Seismologists have now had time to study the seismic data on that little "micro-quake" that tapped Baltimore County at about 8:28 a.m. on Monday. Turns out the tremor was actually centered beneath Lochearn, off Liberty Road just west of Baltimore, and not the southwestern community of Arbutus, near the UMBC campus, as initially reported.
That's not the only revision. (This sort of reassessment and adjustment is normal after a quake as more data is evaluated. These things take time.)
It turns out Monday's event was also a tad stronger than initially stated - a twitchy 1.5 on the Richter scale, rather than 1.3. That's not inconsiderable, but also not a lot, at a difference of two-tenths of a Richter number. Each whole-number increase in Richter measurement represents a 32-fold increase in the energy released. At 1.5, it's the energy equivalent of 392 pounds of TNT, not unlike a conventional WWII bomb.
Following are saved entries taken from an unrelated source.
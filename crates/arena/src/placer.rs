//! Bounded-retry pellet scattering.
//!
//! For each pellet a candidate position is sampled uniformly in the spawn
//! square and rejected while it sits closer than `min_separation` to any
//! already-placed pellet or to the agent. After `max_retries` rejected
//! candidates the current candidate is accepted *even if it still
//! violates separation*. That give-up branch is an accepted approximation:
//! under dense configurations (large `pellet_count` relative to the square
//! and the separation target) pellets may overlap. The branch logs a
//! warning so dense runs are at least visible.

use glam::Vec3;

use crate::config::ArenaConfig;
use crate::pellet::PelletArena;

/// Uniform sample in the spawn square at spawn height.
pub(crate) fn sample_spawn_point(cfg: &ArenaConfig, rng: &mut fastrand::Rng) -> Vec3 {
    let half = cfg.spawn_half_extent;
    Vec3::new(
        half * (2.0 * rng.f32() - 1.0),
        cfg.spawn_height,
        half * (2.0 * rng.f32() - 1.0),
    )
}

fn separated(candidate: Vec3, agent_pos: Vec3, arena: &PelletArena, min_dist: f32) -> bool {
    if candidate.distance(agent_pos) < min_dist {
        return false;
    }
    arena.iter().all(|p| candidate.distance(p.pos) >= min_dist)
}

/// Clear `arena` and scatter `cfg.pellet_count` fresh pellets.
///
/// Terminates after at most `pellet_count * (max_retries + 1)` samples.
pub fn scatter(
    arena: &mut PelletArena,
    agent_pos: Vec3,
    cfg: &ArenaConfig,
    rng: &mut fastrand::Rng,
) {
    arena.clear();

    for _ in 0..cfg.pellet_count {
        let mut candidate = sample_spawn_point(cfg, rng);
        let mut retries = 0;
        while !separated(candidate, agent_pos, arena, cfg.min_separation) {
            if retries >= cfg.max_retries {
                // Retry budget exhausted: keep the violating position.
                tracing::warn!(
                    placed = arena.len(),
                    retries,
                    "pellet separation given up after retry budget"
                );
                break;
            }
            candidate = sample_spawn_point(cfg, rng);
            retries += 1;
        }
        arena.spawn(candidate);
    }
}

#[cfg(test)]
mod tests {
    use super::*;

    fn cfg(count: usize, half_extent: f32, separation: f32) -> ArenaConfig {
        ArenaConfig {
            pellet_count: count,
            spawn_half_extent: half_extent,
            min_separation: separation,
            wall_half_extent: half_extent + 1.0,
            ..ArenaConfig::default()
        }
    }

    #[test]
    fn samples_stay_in_bounds() {
        let cfg = cfg(0, 4.0, 5.0);
        let mut rng = fastrand::Rng::with_seed(3);
        for _ in 0..1000 {
            let p = sample_spawn_point(&cfg, &mut rng);
            assert!(p.x.abs() <= 4.0 && p.z.abs() <= 4.0);
            assert!((p.y - cfg.spawn_height).abs() < f32::EPSILON);
        }
    }

    #[test]
    fn scatter_always_yields_requested_count() {
        // Impossible density: separation cannot be honored, the give-up
        // branch must still produce every pellet.
        let cfg = cfg(20, 2.0, 50.0);
        let mut arena = PelletArena::new();
        let mut rng = fastrand::Rng::with_seed(11);
        scatter(&mut arena, Vec3::ZERO, &cfg, &mut rng);
        assert_eq!(arena.len(), 20);
    }

    #[test]
    fn scatter_terminates_with_zero_pellets() {
        let cfg = cfg(0, 4.0, 5.0);
        let mut arena = PelletArena::new();
        let mut rng = fastrand::Rng::with_seed(5);
        scatter(&mut arena, Vec3::ZERO, &cfg, &mut rng);
        assert!(arena.is_empty());
    }
}
use arena::{
    Action, ArenaConfig, ArenaEnv, CollisionTag, Marker, Outcome, CLEAR_BONUS, PELLET_REWARD,
    TERMINAL_PENALTY,
};
use glam::Vec3;

const DT: f32 = 0.02;

fn env_with(count: usize) -> ArenaEnv {
    let cfg = ArenaConfig {
        pellet_count: count,
        spawn_half_extent: 40.0,
        wall_half_extent: 41.0,
        episode_time: 1_000.0,
        ..ArenaConfig::default()
    };
    let mut env = ArenaEnv::new(cfg, 123).unwrap();
    env.begin_episode();
    env
}

/// Park the agent on top of a live pellet so the next tick picks it up.
fn move_onto_some_pellet(env: &mut ArenaEnv) {
    let target = env.pellets.iter().next().expect("a live pellet").pos;
    env.agent.pos = target;
}

#[test]
fn non_final_pickup_rewards_without_ending_episode() {
    let mut env = env_with(3);
    move_onto_some_pellet(&mut env);
    let before = env.pellets.len();

    let report = env.tick(DT, Action::default());

    assert_eq!(report.reward_delta, PELLET_REWARD);
    assert_eq!(env.pellets.len(), before - 1);
    assert!(report.outcome.is_none());
    assert!(matches!(report.events[..], [CollisionTag::Pellet(_)]));
}

#[test]
fn final_pickup_adds_bonus_and_ends_episode() {
    let mut env = env_with(1);
    move_onto_some_pellet(&mut env);

    let report = env.tick(DT, Action::default());

    assert_eq!(report.reward_delta, PELLET_REWARD + CLEAR_BONUS);
    assert_eq!(report.outcome, Some(Outcome::Cleared));
    assert!(env.pellets.is_empty());
    assert_eq!(env.marker, Marker::Green);
}

#[test]
fn wall_contact_ends_episode_regardless_of_pellets() {
    let mut env = env_with(3);
    env.agent.pos = Vec3::new(env.config.wall_half_extent + 1.0, 0.3, 0.0);

    let report = env.tick(DT, Action::default());

    assert_eq!(report.reward_delta, TERMINAL_PENALTY);
    assert_eq!(report.outcome, Some(Outcome::WallContact));
    assert!(env.pellets.is_empty(), "terminal paths clear remaining pellets");
    assert_eq!(env.marker, Marker::Red);
    assert!(report.events.contains(&CollisionTag::Wall));
}

#[test]
fn timer_expiry_penalizes_and_ends_episode() {
    let cfg = ArenaConfig {
        pellet_count: 2,
        spawn_half_extent: 40.0,
        wall_half_extent: 41.0,
        episode_time: 0.5,
        ..ArenaConfig::default()
    };
    let mut env = ArenaEnv::new(cfg, 77).unwrap();
    env.begin_episode();

    let mut last = None;
    for _ in 0..100 {
        let report = env.tick(DT, Action::default());
        if report.is_terminal() {
            last = Some(report);
            break;
        }
    }
    let report = last.expect("episode must time out");

    assert_eq!(report.outcome, Some(Outcome::TimedOut));
    assert_eq!(report.reward_delta, TERMINAL_PENALTY);
    assert!(env.pellets.is_empty());
    assert_eq!(env.marker, Marker::Black);
    // 0.5s budget at 0.02s ticks: expiry on the 25th tick.
    assert!(env.clock >= 0.5);
}

#[test]
fn begin_episode_fully_replaces_state_each_time() {
    let mut env = env_with(4);
    let first_ids: Vec<_> = env.pellets.iter().map(|p| p.id).collect();
    env.episode_reward = -3.0;

    // advance the clock, then restart twice
    for _ in 0..10 {
        env.tick(DT, Action { turn: 0.2, forward: 0.4 });
    }
    env.begin_episode();
    env.begin_episode();

    assert_eq!(env.pellets.len(), 4);
    assert_eq!(env.episode_reward, 0.0);
    assert_eq!(env.episodes, 3);
    for p in env.pellets.iter() {
        assert!(!first_ids.contains(&p.id));
    }
    // deadline is relative to the new start time
    match env.timer {
        arena::EpisodeTimer::Running { deadline } => {
            assert!((deadline - (env.clock + env.config.episode_time)).abs() < 1e-3);
        }
        arena::EpisodeTimer::Expired => panic!("timer must be running after a restart"),
    }
}

#[test]
fn cumulative_reward_tracks_deltas() {
    let mut env = env_with(2);
    move_onto_some_pellet(&mut env);
    env.tick(DT, Action::default());
    assert_eq!(env.episode_reward, PELLET_REWARD);

    move_onto_some_pellet(&mut env);
    env.tick(DT, Action::default());
    assert_eq!(
        env.episode_reward,
        2.0 * PELLET_REWARD + CLEAR_BONUS
    );
}

#[test]
fn forward_action_moves_along_heading() {
    let mut env = env_with(0);
    env.agent.pos = Vec3::new(0.0, 0.3, 0.0);
    env.agent.yaw = 0.0; // facing +z

    env.tick(1.0, Action { turn: 0.0, forward: 1.0 });

    let expected = env.config.move_speed;
    assert!((env.agent.pos.z - expected).abs() < 1e-4);
    assert!(env.agent.pos.x.abs() < 1e-4);
}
And, the Monday tremor occurred deeper under the surface than initially estimated - 5 miles instead of 3 miles.
Finally, because it was less than a 2-pointer on the Richter scale, it was both common - more than 8,000 a day somewhere on the planet - and "unfelt" as geologists rate such things.
Maybe so, but there have been a few people who have reported sensing something of the quake. We got this email from "Cathy:" "We heard/felt it at our law office in 'downtown' Arbutus. We thought is was either thunder or a big tractor-trailer."
At the Maryland Geological Survey, Jim Reger also told Sun reporter Dennis O'Brien yesterday he had heard from residents of Edmondson Heights, just outside the city line, between US 40 and I-70. Another person living near Lake Montebello, on the other side of Baltimore City, reported feeling or hearing the jolt.
The tremor was also detected by instruments 180 miles away, maintained by the Lamont-Doherty Cooperative Seismographic Network.
There's one other interesting note. Similar micro-quakes have been recorded recently in other parts of the Northeast. There was one, in Hackensack, N.J., measured at 1.3 on the Richter scale, at 8:48 a.m. last Friday. Another, also at Richter 1.3, was recorded 8 miles north of Lawrence, Mass. at 7:15 a.m. on Monday, just 73 minutes before the Lochearn quake.
Curiously, of you look at all three of these spots on a map (three blue dots on the following linked map), they form an almost perfect straight line. But Reger says there's no single fault line that would explain the coincidence.